A French questionnaire: Venezuela today
αναδημοσίευση από periodico el libertario
Rafael Uzcátegui
As the Venezuelan situation changes every day, I should clarify that I wrote this on 03/01/14 at 06:00 pm.
– Who are the people who took to the streets? They are only upper middle class people of some housing developments, militants of far-right parties and Colombian paramilitary activists, (“Aguilas Negras”)?
– This question can only be answered correctly, referring to the beginning of this cycle of protests in Venezuela. On February 4 students at the Universidad Nacional Experimental del Tachira (UNET), in San Cristobal, staged a peaceful protest against insecurity, caused by the sexual abuse against a student. The protest was brutally suppressed by the Bolivarian National Guard (GNB), the agency of the Venezuelan Armed Forces in charge of “maintaining public order”, and 6 students were arrested. On this episode we should clarify two things: 1) Historically the student movement in Latin America and Venezuela, has always rejected detained students in protests and 2) San Cristobal, capital of Tachira state, is a city located in a border area with Colombia that has been particularly hard hit for several years by interruptions of utilities (water and electricity mainly), price inflation as well as shortages of various consumer products. The arrest of these students led protests in other cities of the country, which in turn were suppressed by increasing the number of students arrested. This created an “snowball-effect”, from the inner cities of the country to Caracas. It is in this climate of protests and unrest, which two opposition politicians (Leopoldo Lopez and Maria Corina Machado), make a call to hold demonstrations to demand the resignation of President under the slogan “the exit”.

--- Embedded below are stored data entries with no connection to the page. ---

//! Connection manager for tracking and managing client connections.
//!
//! This module provides the central management system for all client
//! connections, handling connection lifecycle, socket ID assignment, room
//! session state and message delivery.

use super::{
    client::{ClientConnection, Session},
    ConnectionId,
};
use crate::messaging::ServerMessage;
use huddle_room_system::{RoomId, SocketId, UserId};
use std::collections::HashMap;
use std::net::SocketAddr;
use std::sync::Arc;
use tokio::sync::{broadcast, RwLock};
use tracing::{error, info};

/// Central manager for all client connections.
///
/// The `ConnectionManager` tracks active connections, mints their socket IDs,
/// holds their room sessions and provides message delivery through a shared
/// broadcast channel that every connection handler filters by its own ID.
///
/// # Architecture
///
/// * Uses `RwLock<HashMap>` for thread-safe connection storage
/// * Implements atomic connection ID generation
/// * Keeps a socket-to-connection index for wire-addressed delivery
/// * Provides a broadcast channel for outgoing messages
#[derive(Debug)]
pub struct ConnectionManager {
    /// Map of connection ID to client connection information
    connections: Arc<RwLock<HashMap<ConnectionId, ClientConnection>>>,

    /// Index from socket ID to the connection holding it
    sockets: Arc<RwLock<HashMap<SocketId, ConnectionId>>>,

    /// Atomic counter for generating unique connection IDs
    next_id: Arc<std::sync::atomic::AtomicUsize>,

    /// Broadcast sender for outgoing messages to specific connections
    sender: broadcast::Sender<(ConnectionId, Vec<u8>)>,
}

impl ConnectionManager {
    /// Creates a new connection manager.
    ///
    /// Initializes the internal data structures and broadcast channel
    /// with a reasonable buffer size for message queuing.
    pub fn new() -> Self {
        let (sender, _) = broadcast::channel(1000);
        Self {
            connections: Arc::new(RwLock::new(HashMap::new())),
            sockets: Arc::new(RwLock::new(HashMap::new())),
            next_id: Arc::new(std::sync::atomic::AtomicUsize::new(1)),
            sender,
        }
    }

    /// Adds a new connection and returns its unique ID and fresh socket ID.
    ///
    /// The socket ID is the connection's identity on the wire and in the
    /// cross-process registry; the connection ID stays inside this process.
    pub async fn add_connection(&self, remote_addr: SocketAddr) -> (ConnectionId, SocketId) {
        let connection_id = self
            .next_id
            .fetch_add(1, std::sync::atomic::Ordering::Relaxed);
        let socket_id = SocketId::new();
        let connection = ClientConnection::new(socket_id, remote_addr);
        {
            let mut connections = self.connections.write().await;
            connections.insert(connection_id, connection);
        }
        {
            let mut sockets = self.sockets.write().await;
            sockets.insert(socket_id, connection_id);
        }
        info!(
            "🔗 Connection {} from {} (socket {})",
            connection_id, remote_addr, socket_id
        );
        (connection_id, socket_id)
    }

    /// Removes a connection from the manager.
    ///
    /// Cleans up the connection entry and its socket index entry and logs
    /// the disconnection. This should be called when a client disconnects.
    pub async fn remove_connection(&self, connection_id: ConnectionId) {
        let removed = {
            let mut connections = self.connections.write().await;
            connections.remove(&connection_id)
        };
        if let Some(connection) = removed {
            let mut sockets = self.sockets.write().await;
            sockets.remove(&connection.socket_id);
            drop(sockets);
            info!(
                "❌ Connection {} from {} disconnected",
                connection_id, connection.remote_addr
            );
        }
    }

    /// Records an established room session on a connection.
    pub async fn begin_session(&self, connection_id: ConnectionId, user_id: UserId, room_id: RoomId) {
        let mut connections = self.connections.write().await;
        if let Some(connection) = connections.get_mut(&connection_id) {
            connection.session = Some(Session { user_id, room_id });
        }
    }

    /// Clears and returns the session held by a connection, if any.
    ///
    /// Used by the leave verb and by disconnect handling, which both need
    /// to act on the session exactly once.
    pub async fn clear_session(&self, connection_id: ConnectionId) -> Option<Session> {
        let mut connections = self.connections.write().await;
        connections
            .get_mut(&connection_id)
            .and_then(|connection| connection.session.take())
    }

    /// Retrieves the session held by a connection, if any.
    pub async fn session(&self, connection_id: ConnectionId) -> Option<Session> {
        let connections = self.connections.read().await;
        connections
            .get(&connection_id)
            .and_then(|connection| connection.session.clone())
    }

    /// Retrieves the socket ID minted for a connection.
    pub async fn socket_id(&self, connection_id: ConnectionId) -> Option<SocketId> {
        let connections = self.connections.read().await;
        connections.get(&connection_id).map(|c| c.socket_id)
    }

    /// Finds the connection currently holding a socket ID.
    ///
    /// Returns `None` when the socket belongs to another process or has
    /// already disconnected.
    pub async fn connection_by_socket(&self, socket_id: SocketId) -> Option<ConnectionId> {
        let sockets = self.sockets.read().await;
        sockets.get(&socket_id).copied()
    }

    /// Sends raw bytes to a specific connection.
    ///
    /// Queues the frame for delivery through the internal broadcast channel;
    /// the connection's own handler picks it up and writes it to the socket.
    pub async fn send_to_connection(&self, connection_id: ConnectionId, message: Vec<u8>) {
        if let Err(e) = self.sender.send((connection_id, message)) {
            error!(
                "Failed to send message to connection {}: {:?}",
                connection_id, e
            );
        }
    }

    /// Serializes a server message and sends it to a specific connection.
    pub async fn send_message(&self, connection_id: ConnectionId, message: &ServerMessage) {
        match serde_json::to_vec(message) {
            Ok(bytes) => self.send_to_connection(connection_id, bytes).await,
            Err(e) => error!(
                "Failed to serialize message for connection {}: {}",
                connection_id, e
            ),
        }
    }

    /// Sends a server message to the connection holding a socket ID.
    ///
    /// Returns `false` when no local connection holds the socket, which
    /// tells the caller the socket lives on another process (or is gone).
    pub async fn send_message_to_socket(&self, socket_id: SocketId, message: &ServerMessage) -> bool {
        let Some(connection_id) = self.connection_by_socket(socket_id).await else {
            return false;
        };
        self.send_message(connection_id, message).await;
        true
    }

    /// Creates a new receiver for outgoing messages.
    ///
    /// Each connection handler should call this to get a receiver
    /// for messages targeted to their specific connection.
    pub fn subscribe(&self) -> broadcast::Receiver<(ConnectionId, Vec<u8>)> {
        self.sender.subscribe()
    }

    /// Returns the number of currently tracked connections.
    pub async fn connection_count(&self) -> usize {
        let connections = self.connections.read().await;
        connections.len()
    }
}

impl Default for ConnectionManager {
    fn default() -> Self {
        Self::new()
    }
}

It is important to say that the rest of the opposition parties, including the coalition “Bureau of Democratic Unity” (MUD), and the governor of Miranda state, Henrique Capriles; rejected the first few days the protests, which have overwhelmed the political parties opponents. When I write these answers (03/01/14) the protest against the government was decentralized, with some violent foci but largely, peacefully. It also has two different dynamics : One in Caracas , starring with middle class students from public and private universities territorially in the east of the city, and basically with political demands (release of the students, the resignation of President and rejection of repression); and in the rest of the country, qualitatively more important than that one in Caracas because it incorporates popular sectors; and in some cities, (such as San Cristobal), rural areas (thus this city was militarized), and including social demands and lack of products, the high cost of living and lack of basic services.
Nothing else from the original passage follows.